Data excerpts:
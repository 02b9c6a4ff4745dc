//! Attachment collector: pairs FileName and FileData leaves into files.

use bytes::Bytes;

use crate::error::ExtractError;
use crate::output::OutputFile;

#[derive(Debug, Default)]
struct Slot {
    name: Option<String>,
    data: Option<Bytes>,
}

#[derive(Debug, Default)]
pub struct AttachmentCollector {
    current: Slot,
    files: Vec<OutputFile>,
}

impl AttachmentCollector {
    pub fn new() -> Self {
        Self::default()
    }

    pub fn set_name(&mut self, name: String) -> Result<(), ExtractError> {
        if self.current.name.is_some() {
            return Err(ExtractError::InterleavedAttachment { field: "FileName" });
        }
        self.current.name = Some(name);
        self.advance_if_complete();
        Ok(())
    }

    pub fn set_data(&mut self, data: Bytes) -> Result<(), ExtractError> {
        if self.current.data.is_some() {
            return Err(ExtractError::InterleavedAttachment { field: "FileData" });
        }
        self.current.data = Some(data);
        self.advance_if_complete();
        Ok(())
    }

    fn advance_if_complete(&mut self) {
        if self.current.name.is_some() && self.current.data.is_some() {
            let slot = std::mem::take(&mut self.current);
            if let (Some(name), Some(data)) = (slot.name, slot.data) {
                tracing::debug!("Collected attachment {} ({} bytes)", name, data.len());
                self.files.push(OutputFile::binary(name, data));
            }
        }
    }

    /// End of an AttachedFile element. Complete slots were already moved out,
    /// so whatever is left is half-filled and dropped.
    pub fn end_file(&mut self) {
        let slot = std::mem::take(&mut self.current);
        if let Some(name) = slot.name {
            tracing::warn!("Attachment {} has no FileData, skipping", name);
        } else if let Some(data) = slot.data {
            tracing::warn!("Attachment of {} bytes has no FileName, skipping", data.len());
        }
    }

    pub fn into_files(self) -> Vec<OutputFile> {
        self.files
    }
}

*YOUR OBJECTIVE*. Once you find the line containing "pub fn set_name(&mut", copy it and every line after it through the end of the records, exactly and nothing else.

*COMPLETED TASK*.
    pub fn set_name(&mut self, name: String) -> Result<(), ExtractError> {
        if self.current.name.is_some() {
            return Err(ExtractError::InterleavedAttachment { field: "FileName" });
        }
        self.current.name = Some(name);
        self.advance_if_complete();
        Ok(())
    }

    pub fn set_data(&mut self, data: Bytes) -> Result<(), ExtractError> {
        if self.current.data.is_some() {
            return Err(ExtractError::InterleavedAttachment { field: "FileData" });
        }
        self.current.data = Some(data);
        self.advance_if_complete();
        Ok(())
    }

    fn advance_if_complete(&mut self) {
        if self.current.name.is_some() && self.current.data.is_some() {
            let slot = std::mem::take(&mut self.current);
            if let (Some(name), Some(data)) = (slot.name, slot.data) {
                tracing::debug!("Collected attachment {} ({} bytes)", name, data.len());
                self.files.push(OutputFile::binary(name, data));
            }
        }
    }

    /// End of an AttachedFile element. Complete slots were already moved out,
    /// so whatever is left is half-filled and dropped.
    pub fn end_file(&mut self) {
        let slot = std::mem::take(&mut self.current);
        if let Some(name) = slot.name {
            tracing::warn!("Attachment {} has no FileData, skipping", name);
        } else if let Some(data) = slot.data {
            tracing::warn!("Attachment of {} bytes has no FileName, skipping", data.len());
        }
    }

    pub fn into_files(self) -> Vec<OutputFile> {
        self.files
    }
}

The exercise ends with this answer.